The high incidence (>90%) of retinochoroiditis achieved even in primed animals, by introducing Toxoplasma tachyzoites via the transvitreal route, may reflect the maintenance of an intact uveovascular barrier during the early stages of the Amoxicillin Eye Infection disease. The pattern of infection, in being restricted primarily to the retina, mimics the situation evinced in humans. Regarding propagation of the disease, the condition manifested in naive rabbits resembles that occurring in immunodeficient patients, whereas that evoked in primed animals corresponds to recurrence of infection in immunocompetent patients.

prospecto clinwas gel 2017-03-11

Using a range of powerful live microscopy techniques, we show for the first time the development of a Plasmodium organelle through the entire life cycle of the parasite. Evidence is provided that interference with the development of the Plasmodium apicoplast results in the failure Cipro Cure Sinus Infection to produce red-blood-cell-infective merozoites.

clinwas gel precio 2017-02-28

The macrolide resistance mechanisms of our VGS isolates revealed Gimalxina Suspension 250 Mg that the cMLS(B) phenotype associated with erm(B) and the M phenotype associated with mef(A) genes are found with similar frequencies.

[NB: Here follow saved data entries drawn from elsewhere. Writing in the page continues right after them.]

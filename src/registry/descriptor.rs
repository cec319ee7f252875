//! Tool descriptors and the registration-time builder
//!
//! A [`ToolCallable`] carries the declared metadata of a function (name, doc text,
//! ordered parameters) together with the function itself. [`ToolDescriptor::build`]
//! combines it with caller overrides into the immutable descriptor kept by the registry.

use std::{fmt, sync::Arc};

use rust_mcp_sdk::schema::{ContentBlock, ToolAnnotations};
use serde_json::{json, Map, Value};
use thiserror::Error;

use crate::mcp::types::Tool;
use crate::registry::{
    docstring::parse_doc,
    schema::{input_schema, DescribeType, ResolvedParam, TypeParseError, TypeRef},
};

pub type ToolFn = Arc<dyn Fn(Map<String, Value>) -> Result<ToolOutput, ToolError> + Send + Sync>;

#[derive(Debug, Error)]
pub enum ToolError {
    #[error("{0}")]
    Failed(String),
    #[error("missing required argument `{0}`")]
    MissingArgument(String),
    #[error("argument `{name}` must be of type {expected}")]
    InvalidArgument { name: String, expected: String },
    #[error("tool panicked: {0}")]
    Panicked(String),
}

impl ToolError {
    pub fn msg(message: impl Into<String>) -> Self {
        Self::Failed(message.into())
    }
}

impl From<serde_json::Error> for ToolError {
    fn from(err: serde_json::Error) -> Self {
        Self::Failed(err.to_string())
    }
}

/// What a tool function hands back on success.
#[derive(Debug, Clone)]
pub enum ToolOutput {
    Value(Value),
    Content(Vec<ContentBlock>),
}

impl From<Value> for ToolOutput {
    fn from(value: Value) -> Self {
        Self::Value(value)
    }
}

impl From<String> for ToolOutput {
    fn from(text: String) -> Self {
        Self::Value(Value::String(text))
    }
}

impl From<&str> for ToolOutput {
    fn from(text: &str) -> Self {
        Self::Value(Value::String(text.to_string()))
    }
}

impl From<Vec<ContentBlock>> for ToolOutput {
    fn from(content: Vec<ContentBlock>) -> Self {
        Self::Content(content)
    }
}

#[derive(Debug, Error)]
pub enum RegistrationError {
    #[error("tool name must not be empty")]
    EmptyName,
    #[error("parameter `{param}` of tool `{tool}` is declared twice")]
    DuplicateParameter { tool: String, param: String },
    #[error("parameter `{param}` of tool `{tool}` has an unresolvable type: {source}")]
    UnresolvedType {
        tool: String,
        param: String,
        #[source]
        source: TypeParseError,
    },
}

#[derive(Debug, Error)]
pub enum ToolValidationError {
    #[error("tool does not match the public tool shape: {0}")]
    Shape(#[from] serde_json::Error),
    #[error("tool name must not be empty")]
    EmptyName,
    #[error("input schema must be an object schema")]
    NonObjectInputSchema,
}

#[derive(Debug, Clone, PartialEq)]
struct DeclaredParam {
    name: String,
    ty: TypeRef,
    default: Option<Value>,
}

/// A function plus the metadata it is declared with.
#[derive(Clone)]
pub struct ToolCallable {
    name: String,
    doc: Option<String>,
    params: Vec<DeclaredParam>,
    func: Option<ToolFn>,
}

impl ToolCallable {
    pub fn new<F>(name: impl Into<String>, func: F) -> Self
    where
        F: Fn(Map<String, Value>) -> Result<ToolOutput, ToolError> + Send + Sync + 'static,
    {
        Self {
            name: name.into(),
            doc: None,
            params: Vec::new(),
            func: Some(Arc::new(func)),
        }
    }

    /// Declares a tool whose implementation is not attached.
    pub fn declaration(name: impl Into<String>) -> Self {
        Self {
            name: name.into(),
            doc: None,
            params: Vec::new(),
            func: None,
        }
    }

    pub fn doc(mut self, doc: impl Into<String>) -> Self {
        self.doc = Some(doc.into());
        self
    }

    pub fn param(mut self, name: impl Into<String>, ty: impl Into<TypeRef>) -> Self {
        self.params.push(DeclaredParam {
            name: name.into(),
            ty: ty.into(),
            default: None,
        });
        self
    }

    pub fn param_with_default(
        mut self,
        name: impl Into<String>,
        ty: impl Into<TypeRef>,
        default: impl Into<Value>,
    ) -> Self {
        self.params.push(DeclaredParam {
            name: name.into(),
            ty: ty.into(),
            default: Some(default.into()),
        });
        self
    }

    pub fn typed_param<T: DescribeType>(self, name: impl Into<String>) -> Self {
        self.param(name, T::param_type())
    }
}

impl fmt::Debug for ToolCallable {
    fn fmt(&self, f: &mut fmt::Formatter<'_>) -> fmt::Result {
        f.debug_struct("ToolCallable")
            .field("name", &self.name)
            .field("doc", &self.doc)
            .field("params", &self.params)
            .field("has_func", &self.func.is_some())
            .finish()
    }
}

/// Registration overrides. Unset fields are derived from the callable.
#[derive(Debug, Clone, Default)]
pub struct ToolOptions {
    pub name: Option<String>,
    pub description: Option<String>,
    pub input_schema: Option<Map<String, Value>>,
    pub output_schema: Option<Map<String, Value>>,
    /// Keep the full documentation text as the description instead of only its summary.
    pub use_entire_description: bool,
    pub annotations: Option<ToolAnnotations>,
}

#[derive(Clone)]
pub struct ToolDescriptor {
    pub name: String,
    pub description: String,
    pub input_schema: Option<Map<String, Value>>,
    pub output_schema: Option<Map<String, Value>>,
    pub annotations: Option<ToolAnnotations>,
    pub params: Vec<ResolvedParam>,
    callable: Option<ToolFn>,
}

impl ToolDescriptor {
    pub fn build(callable: ToolCallable, options: ToolOptions) -> Result<Self, RegistrationError> {
        let name = options
            .name
            .filter(|name| !name.trim().is_empty())
            .unwrap_or(callable.name);
        if name.trim().is_empty() {
            return Err(RegistrationError::EmptyName);
        }

        let raw_description = options
            .description
            .filter(|description| !description.trim().is_empty())
            .or(callable.doc)
            .unwrap_or_default();
        let doc = parse_doc(&raw_description);
        let description = if options.use_entire_description || raw_description.trim().is_empty() {
            raw_description.trim().to_string()
        } else {
            doc.summary
        };

        let mut params: Vec<ResolvedParam> = Vec::with_capacity(callable.params.len());
        for declared in callable.params {
            if params.iter().any(|param| param.name == declared.name) {
                return Err(RegistrationError::DuplicateParameter {
                    tool: name,
                    param: declared.name,
                });
            }
            let ty = match declared.ty.resolve() {
                Ok(ty) => ty,
                Err(source) => {
                    return Err(RegistrationError::UnresolvedType {
                        tool: name,
                        param: declared.name,
                        source,
                    })
                }
            };
            params.push(ResolvedParam {
                name: declared.name,
                ty,
                default: declared.default,
            });
        }

        let mut derived = input_schema(&params);
        if let Some(properties) = derived
            .as_mut()
            .and_then(|schema| schema.get_mut("properties"))
            .and_then(Value::as_object_mut)
        {
            for (param, text) in &doc.params {
                if let Some(fragment) = properties.get_mut(param).and_then(Value::as_object_mut) {
                    fragment.insert("description".to_string(), Value::String(text.clone()));
                }
            }
        }

        Ok(Self {
            name,
            description,
            input_schema: options.input_schema.or(derived),
            output_schema: options.output_schema,
            annotations: options.annotations,
            params,
            callable: callable.func,
        })
    }

    pub fn callable(&self) -> Option<&ToolFn> {
        self.callable.as_ref()
    }

    /// Renders the descriptor in the public tool shape, checking it on the way.
    pub fn to_tool(&self) -> Result<Tool, ToolValidationError> {
        let mut rendered = Map::new();
        rendered.insert("name".to_string(), json!(self.name));
        if !self.description.is_empty() {
            rendered.insert("description".to_string(), json!(self.description));
        }
        rendered.insert(
            "inputSchema".to_string(),
            self.input_schema
                .clone()
                .map(Value::Object)
                .unwrap_or_else(|| json!({"type": "object"})),
        );
        if let Some(output_schema) = &self.output_schema {
            rendered.insert("outputSchema".to_string(), Value::Object(output_schema.clone()));
        }
        if let Some(annotations) = &self.annotations {
            rendered.insert("annotations".to_string(), serde_json::to_value(annotations)?);
        }

        let tool: Tool = serde_json::from_value(Value::Object(rendered))?;
        if tool.name.trim().is_empty() {
            return Err(ToolValidationError::EmptyName);
        }
        if tool.input_schema.get("type").and_then(Value::as_str) != Some("object") {
            return Err(ToolValidationError::NonObjectInputSchema);
        }
        Ok(tool)
    }
}

impl fmt::Debug for ToolDescriptor {
    fn fmt(&self, f: &mut fmt::Formatter<'_>) -> fmt::Result {
        f.debug_struct("ToolDescriptor")
            .field("name", &self.name)
            .field("description", &self.description)
            .field("input_schema", &self.input_schema)
            .field("output_schema", &self.output_schema)
            .field("annotations", &self.annotations)
            .field("has_callable", &self.callable.is_some())
            .finish()
    }
}
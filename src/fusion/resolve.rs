//! Priority resolution of a single field across provider tiers.
//!
//! Each field is resolved by an accessor over `PropertyFields`, evaluated
//! against the tiers in priority order. The first tier whose value passes
//! [`Present`] wins outright; values are never blended.

use chrono::{DateTime, Utc};
use serde::Serialize;

use crate::types::{
    Comparable, Confidence, Coordinates, FieldProvenance, PropertyFields, PropertyType,
    ProviderRecord, RentRange, SourceKind,
};

// ---------------------------------------------------------------------------
// Presence
// ---------------------------------------------------------------------------

/// Whether a candidate value counts as supplied.
pub trait Present {
    fn is_present(&self) -> bool;
}

impl Present for f64 {
    fn is_present(&self) -> bool {
        self.is_finite()
    }
}

impl Present for u32 {
    fn is_present(&self) -> bool {
        true
    }
}

impl Present for String {
    fn is_present(&self) -> bool {
        !self.trim().is_empty()
    }
}

impl<T> Present for Vec<T> {
    fn is_present(&self) -> bool {
        !self.is_empty()
    }
}

impl Present for PropertyType {
    fn is_present(&self) -> bool {
        true
    }
}

impl Present for Coordinates {
    fn is_present(&self) -> bool {
        self.latitude.is_finite()
            && self.longitude.is_finite()
            && (-90.0..=90.0).contains(&self.latitude)
            && (-180.0..=180.0).contains(&self.longitude)
    }
}

impl Present for RentRange {
    fn is_present(&self) -> bool {
        self.low.is_finite() && self.high.is_finite() && self.low > 0.0 && self.high >= self.low
    }
}

impl Present for Comparable {
    fn is_present(&self) -> bool {
        self.price.is_finite() && self.price > 0.0
    }
}

/// Keep only strictly positive finite amounts. Prices, areas and rents of
/// zero are treated as "not supplied".
pub fn positive(value: Option<f64>) -> Option<f64> {
    value.filter(|v| v.is_finite() && *v > 0.0)
}

// ---------------------------------------------------------------------------
// Resolution result
// ---------------------------------------------------------------------------

/// Outcome of resolving one field.
#[derive(Debug, Clone, PartialEq)]
pub enum Resolved<T> {
    Found {
        value: T,
        source: SourceKind,
        confidence: Confidence,
        observed_at: DateTime<Utc>,
    },
    Missing,
}

impl<T> Resolved<T> {
    /// A value contributed by `record` at that source's default confidence.
    pub fn from_record(value: T, record: &ProviderRecord) -> Self {
        Self::from_record_with(value, record, record.source.default_confidence())
    }

    pub fn from_record_with(value: T, record: &ProviderRecord, confidence: Confidence) -> Self {
        Resolved::Found {
            value,
            source: record.source,
            confidence,
            observed_at: record.observed_at,
        }
    }

    pub fn heuristic(value: T, observed_at: DateTime<Utc>) -> Self {
        Resolved::Found {
            value,
            source: SourceKind::Heuristic,
            confidence: Confidence::Low,
            observed_at,
        }
    }

    pub fn is_found(&self) -> bool {
        matches!(self, Resolved::Found { .. })
    }

    pub fn value(&self) -> Option<&T> {
        match self {
            Resolved::Found { value, .. } => Some(value),
            Resolved::Missing => None,
        }
    }

    pub fn source(&self) -> Option<SourceKind> {
        match self {
            Resolved::Found { source, .. } => Some(*source),
            Resolved::Missing => None,
        }
    }

    /// Fill a missing value lazily; a found value is returned untouched.
    pub fn or_else(self, fallback: impl FnOnce() -> Resolved<T>) -> Resolved<T> {
        match self {
            Resolved::Missing => fallback(),
            found => found,
        }
    }

    /// Split into the plain value and its provenance record.
    pub fn into_parts(self) -> (Option<T>, Option<FieldProvenance>)
    where
        T: Serialize,
    {
        match self {
            Resolved::Found {
                value,
                source,
                confidence,
                observed_at,
            } => {
                let json = serde_json::to_value(&value).unwrap_or(serde_json::Value::Null);
                (
                    Some(value),
                    Some(FieldProvenance {
                        value: json,
                        source,
                        confidence,
                        observed_at,
                    }),
                )
            }
            Resolved::Missing => (None, None),
        }
    }
}

impl<T: Copy> Resolved<T> {
    pub fn get(&self) -> Option<T> {
        self.value().copied()
    }
}

// ---------------------------------------------------------------------------
// Cascade
// ---------------------------------------------------------------------------

/// Evaluate `accessor` against `tiers` in order; first present value wins.
pub fn first_present<T, F>(tiers: &[&ProviderRecord], accessor: F) -> Resolved<T>
where
    T: Present,
    F: Fn(&PropertyFields) -> Option<T>,
{
    for record in tiers {
        if let Some(value) = accessor(&record.fields) {
            if value.is_present() {
                return Resolved::from_record(value, record);
            }
        }
    }
    Resolved::Missing
}

/// Provenance of a value computed from other resolved fields: it is only as
/// trustworthy as its weakest input.
///
/// Inputs are compared by confidence, then by source priority, so the result
/// is the same whatever order they are passed in.
pub fn derived<T>(value: T, inputs: &[(SourceKind, Confidence, DateTime<Utc>)]) -> Resolved<T> {
    match inputs
        .iter()
        .min_by(|a, b| a.1.cmp(&b.1).then(b.0.cmp(&a.0)).then(a.2.cmp(&b.2)))
    {
        Some(&(source, confidence, observed_at)) => Resolved::Found {
            value,
            source,
            confidence,
            observed_at,
        },
        None => Resolved::Missing,
    }
}

/// Provenance triple of a found value, for use with [`derived`].
pub fn lineage<T>(resolved: &Resolved<T>) -> Option<(SourceKind, Confidence, DateTime<Utc>)> {
    match resolved {
        Resolved::Found {
            source,
            confidence,
            observed_at,
            ..
        } => Some((*source, *confidence, *observed_at)),
        Resolved::Missing => None,
    }
}

// ---------------------------------------------------------------------------
// Tests
// ---------------------------------------------------------------------------
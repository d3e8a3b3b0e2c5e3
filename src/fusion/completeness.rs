//! Completeness scoring for a merged record.
//!
//! Required fields carry 70% of the score and optional fields 30%. Every
//! filled field also counts toward the bucket of the source that supplied it.

use serde::{Deserialize, Serialize};
use std::collections::BTreeMap;
use std::fmt;

use super::Field;
use crate::types::{FieldProvenance, SourceKind};

const REQUIRED_WEIGHT: f64 = 70.0;
const OPTIONAL_WEIGHT: f64 = 30.0;

/// Fields a usable analysis cannot do without.
pub const REQUIRED_FIELDS: [Field; 11] = [
    Field::Address,
    Field::City,
    Field::State,
    Field::Zip,
    Field::PropertyType,
    Field::Price,
    Field::Bedrooms,
    Field::Bathrooms,
    Field::SquareFootage,
    Field::YearBuilt,
    Field::MonthlyRent,
];

/// Fields that sharpen an analysis but are not essential.
pub const OPTIONAL_FIELDS: [Field; 11] = [
    Field::LotSize,
    Field::PropertyTaxes,
    Field::HoaFees,
    Field::Insurance,
    Field::CapRate,
    Field::Noi,
    Field::Avm,
    Field::RentEstimate,
    Field::Comparables,
    Field::DaysOnMarket,
    Field::Description,
];

/// Number of scored fields filled by each source.
#[derive(Debug, Clone, Copy, Default, PartialEq, Eq, Serialize, Deserialize)]
#[serde(rename_all = "camelCase")]
pub struct SourceCounts {
    pub scraped: u32,
    pub estimated_api: u32,
    pub heuristic: u32,
}

impl SourceCounts {
    pub fn record(&mut self, source: SourceKind) {
        match source {
            SourceKind::Scraped => self.scraped += 1,
            SourceKind::EstimatedApi => self.estimated_api += 1,
            SourceKind::Heuristic => self.heuristic += 1,
        }
    }

    pub fn get(&self, source: SourceKind) -> u32 {
        match source {
            SourceKind::Scraped => self.scraped,
            SourceKind::EstimatedApi => self.estimated_api,
            SourceKind::Heuristic => self.heuristic,
        }
    }

    pub fn total(&self) -> u32 {
        self.scraped + self.estimated_api + self.heuristic
    }
}

/// How much of the canonical record could be filled, and from where.
#[derive(Debug, Clone, PartialEq, Eq, Serialize, Deserialize)]
#[serde(rename_all = "camelCase")]
pub struct DataCompleteness {
    /// 0–100.
    pub score: u8,
    /// Scored fields nobody supplied, required fields first.
    pub missing_fields: Vec<Field>,
    pub source_counts: SourceCounts,
}

impl fmt::Display for DataCompleteness {
    fn fmt(&self, f: &mut fmt::Formatter<'_>) -> fmt::Result {
        write!(
            f,
            "{}% complete (scraped={} api={} heuristic={}, {} missing)",
            self.score,
            self.source_counts.scraped,
            self.source_counts.estimated_api,
            self.source_counts.heuristic,
            self.missing_fields.len(),
        )
    }
}

impl DataCompleteness {
    /// Score a record from its provenance map. A field is filled exactly
    /// when it has provenance.
    pub fn assess(provenance: &BTreeMap<Field, FieldProvenance>) -> Self {
        let mut counts = SourceCounts::default();
        let mut missing = Vec::new();

        let mut tally = |fields: &[Field]| -> usize {
            let mut filled = 0;
            for field in fields {
                match provenance.get(field) {
                    Some(p) => {
                        counts.record(p.source);
                        filled += 1;
                    }
                    None => missing.push(*field),
                }
            }
            filled
        };

        let required = tally(&REQUIRED_FIELDS[..]);
        let optional = tally(&OPTIONAL_FIELDS[..]);

        Self {
            score: weighted_score(required, optional),
            missing_fields: missing,
            source_counts: counts,
        }
    }

    pub fn is_missing(&self, field: Field) -> bool {
        self.missing_fields.contains(&field)
    }

    /// Whether every required field was filled.
    pub fn has_required(&self) -> bool {
        !REQUIRED_FIELDS.iter().any(|f| self.is_missing(*f))
    }
}

fn weighted_score(required: usize, optional: usize) -> u8 {
    let raw = (required as f64 / REQUIRED_FIELDS.len() as f64) * REQUIRED_WEIGHT
        + (optional as f64 / OPTIONAL_FIELDS.len() as f64) * OPTIONAL_WEIGHT;
    raw.round().clamp(0.0, 100.0) as u8
}

// ---------------------------------------------------------------------------
// Tests
// ---------------------------------------------------------------------------
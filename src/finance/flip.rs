//! Fix-and-flip metrics.
//!
//! ARV is validated against a floor of `price * min_arv_multiplier` on every
//! call, using the cent-rounded figures that are reported. Figures persisted by
//! an earlier calculation are reused when they are usable and the purchase
//! price is positive.

use serde::{Deserialize, Serialize};
use tracing::{debug, warn};

use super::amortization;
use super::{Financing, LoanType, RenovationLevel, StrategyDetails};
use crate::config::CalculationConfig;
use crate::money::{ceil_cents, percent, round_cents};

/// Margin added to the floor when a renovation multiplier would land on or
/// below it.
const ARV_FLOOR_MARGIN: f64 = 0.01;

#[derive(Debug, Clone, Default, PartialEq, Serialize, Deserialize)]
#[serde(rename_all = "camelCase")]
pub struct FlipMetrics {
    pub purchase_price: f64,
    pub rehab_costs: f64,
    pub total_investment: f64,     // Cash in: down + rehab + closing
    pub after_repair_value: f64,
    pub net_profit: f64,
    pub roi: f64,                  // % of cash invested
    pub profit_margin: f64,        // % of ARV
    pub holding_period_months: u32,
}

/// Compute flip metrics for a purchase at `price`.
pub fn analyze(
    config: &CalculationConfig,
    price: f64,
    financing: &Financing,
    details: &StrategyDetails,
) -> FlipMetrics {
    let rehab = details.rehab();
    let arv = after_repair_value(config, price, details);
    let months = details
        .holding_period_months
        .filter(|m| *m > 0)
        .unwrap_or(config.default_holding_months);

    let down = financing.down_payment(price);
    let closing = price * config.closing_cost_rate;
    let total_investment = down + rehab + closing;

    let (net_profit, roi) = match stored_figures(details).filter(|_| price > 0.0) {
        Some((profit, roi)) => {
            debug!(net_profit = profit, roi, "Reusing stored flip figures");
            (profit, roi)
        }
        None => {
            let holding = holding_costs(config, price, financing, details, months);
            let selling = arv * config.selling_cost_rate;
            let profit = arv - (price + rehab + closing + holding + selling);
            debug!(
                holding = format!("${holding:.2}"),
                selling = format!("${selling:.2}"),
                profit = format!("${profit:.2}"),
                "Flip recomputed"
            );
            (profit, percent(profit, total_investment))
        }
    };

    FlipMetrics {
        purchase_price: round_cents(price),
        rehab_costs: round_cents(rehab),
        total_investment: round_cents(total_investment),
        after_repair_value: round_cents(arv),
        net_profit: round_cents(net_profit),
        roi: round_cents(roi),
        profit_margin: round_cents(percent(net_profit, arv)),
        holding_period_months: months,
    }
}

/// The ARV to use, already at cent precision and strictly above the floor
/// computed from the cent-rounded price.
fn after_repair_value(config: &CalculationConfig, price: f64, details: &StrategyDetails) -> f64 {
    let floor = round_cents(price) * config.min_arv_multiplier;

    if let Some(arv) = details.arv.filter(|a| a.is_finite()) {
        let arv = round_cents(arv);
        if arv > floor {
            return arv;
        }
        warn!(
            arv = format!("${arv:.2}"),
            floor = format!("${floor:.2}"),
            "Supplied ARV at or below floor, recomputing"
        );
    }

    let base = round_cents(price);
    let multiplier = renovation_multiplier(config, details.renovation_level);
    let mut arv = ceil_cents(base * multiplier);
    if base > 0.0 && arv <= floor {
        arv = ceil_cents(base * (config.min_arv_multiplier + ARV_FLOOR_MARGIN));
    }
    debug!(
        level = %details.renovation_level,
        arv = format!("${arv:.2}"),
        "ARV estimated from renovation level"
    );
    arv
}

fn renovation_multiplier(config: &CalculationConfig, level: RenovationLevel) -> f64 {
    match level {
        RenovationLevel::Cosmetic => config.cosmetic_multiplier,
        RenovationLevel::Moderate => config.moderate_multiplier,
        RenovationLevel::Extensive => config.extensive_multiplier,
        RenovationLevel::Gut => config.gut_multiplier,
    }
}

/// Stored profit and ROI, when both are present, finite and non-zero.
fn stored_figures(details: &StrategyDetails) -> Option<(f64, f64)> {
    let usable = |v: Option<f64>| v.filter(|x| x.is_finite() && *x != 0.0);
    match (usable(details.stored_net_profit), usable(details.stored_roi)) {
        (Some(profit), Some(roi)) => Some((profit, roi)),
        _ => None,
    }
}

/// Effective loan type. Points at or above the threshold mean hard money
/// whatever the stated type; below it the stated type applies.
pub fn loan_type(config: &CalculationConfig, details: &StrategyDetails) -> LoanType {
    match details.points {
        Some(p) if p.is_finite() && p >= config.hard_money_points_threshold => {
            if details.loan_type == Some(LoanType::Conventional) {
                debug!(points = p, "Points imply hard money, overriding stated loan type");
            }
            LoanType::HardMoney
        }
        _ => details.loan_type.unwrap_or(LoanType::Conventional),
    }
}

/// Financing plus tax and insurance over the holding period. The monthly
/// payment always amortizes over the full loan term.
fn holding_costs(
    config: &CalculationConfig,
    price: f64,
    financing: &Financing,
    details: &StrategyDetails,
    months: u32,
) -> f64 {
    let loan = financing.loan_amount(price);
    let held = months as f64;

    let financing_cost = match loan_type(config, details) {
        LoanType::Conventional => {
            amortization::monthly_payment(
                loan,
                financing.interest_rate_percent,
                financing.loan_term_years,
            ) * held
        }
        LoanType::HardMoney => {
            let rate = if financing.interest_rate_percent.is_finite() {
                financing.interest_rate_percent.max(0.0)
            } else {
                0.0
            };
            let points = details
                .points
                .filter(|p| p.is_finite() && *p > 0.0)
                .unwrap_or(0.0);
            loan * rate / 100.0 / 12.0 * held + loan * points / 100.0
        }
    };

    let carrying = price * (config.property_tax_rate + config.insurance_rate) / 12.0 * held;
    financing_cost + carrying
}

// ---------------------------------------------------------------------------
// Tests
// ---------------------------------------------------------------------------
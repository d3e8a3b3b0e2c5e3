//! Payloads read from disk (or stdin), for the CLI and for replaying
//! captured provider responses.

use anyhow::{Context, Result};
use async_trait::async_trait;
use std::path::PathBuf;
use tokio::io::AsyncReadExt;
use tracing::debug;

use super::{decode_payload, PropertyQuery, PropertySource};
use crate::types::{DealError, ProviderRecord, SourceKind};

/// Reads one raw provider payload from a JSON file. The path `-` means stdin.
pub struct JsonFileSource {
    kind: SourceKind,
    path: PathBuf,
}

impl JsonFileSource {
    pub fn new(kind: SourceKind, path: impl Into<PathBuf>) -> Self {
        Self {
            kind,
            path: path.into(),
        }
    }

    pub fn path(&self) -> &PathBuf {
        &self.path
    }

    fn is_stdin(&self) -> bool {
        self.path.as_os_str() == "-"
    }

    async fn read_raw(&self) -> std::result::Result<String, DealError> {
        let read = if self.is_stdin() {
            let mut raw = String::new();
            let mut stdin = tokio::io::stdin();
            let result = stdin.read_to_string(&mut raw).await;
            result.map(|_| raw)
        } else {
            tokio::fs::read_to_string(&self.path).await
        };
        read.map_err(|e| DealError::Source {
            source_name: self.name(),
            message: format!("Failed to read payload file {}: {e}", self.path.display()),
        })
    }
}

#[async_trait]
impl PropertySource for JsonFileSource {
    fn name(&self) -> String {
        format!("{}:{}", self.kind, self.path.display())
    }

    fn kind(&self) -> SourceKind {
        self.kind
    }

    async fn fetch(&self, query: &PropertyQuery) -> Result<ProviderRecord> {
        let raw = self.read_raw().await?;
        debug!(source = %self.name(), bytes = raw.len(), "Payload read");
        let record = decode_payload(self.kind, &raw, query.as_of)
            .with_context(|| format!("Failed to decode payload: {}", self.path.display()))?;
        Ok(record)
    }
}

clinwas gel topico uso 2016-06-21

Patients were prospectively enrolled if they were admitted to Parkland Hospital and had a positive culture for S. aureus isolated within 72 h of admission. The patients were interviewed using a standardized data questionnaire. Data collected included patient demographics, clinical history, as well as health care and non-health care associated MRSA risk factors. Bacterial susceptibilities were verified through review of microbiology laboratory and pharmacy records. Isolates were tested for Panton-Valentine leukocidin (PVL) gene, SCCmec type, and for inducible clindamycin resistance.

farmacia online clinwas 2017-07-26

Drug eruptions are among the most common cutaneous disorders encountered by the dermatologist. Some drug eruptions, although trivial, may cause cosmetic embarrassment and fixed drug eruption (FDE) is one of them. The diagnostic hallmark is its recurrence at previously affected sites.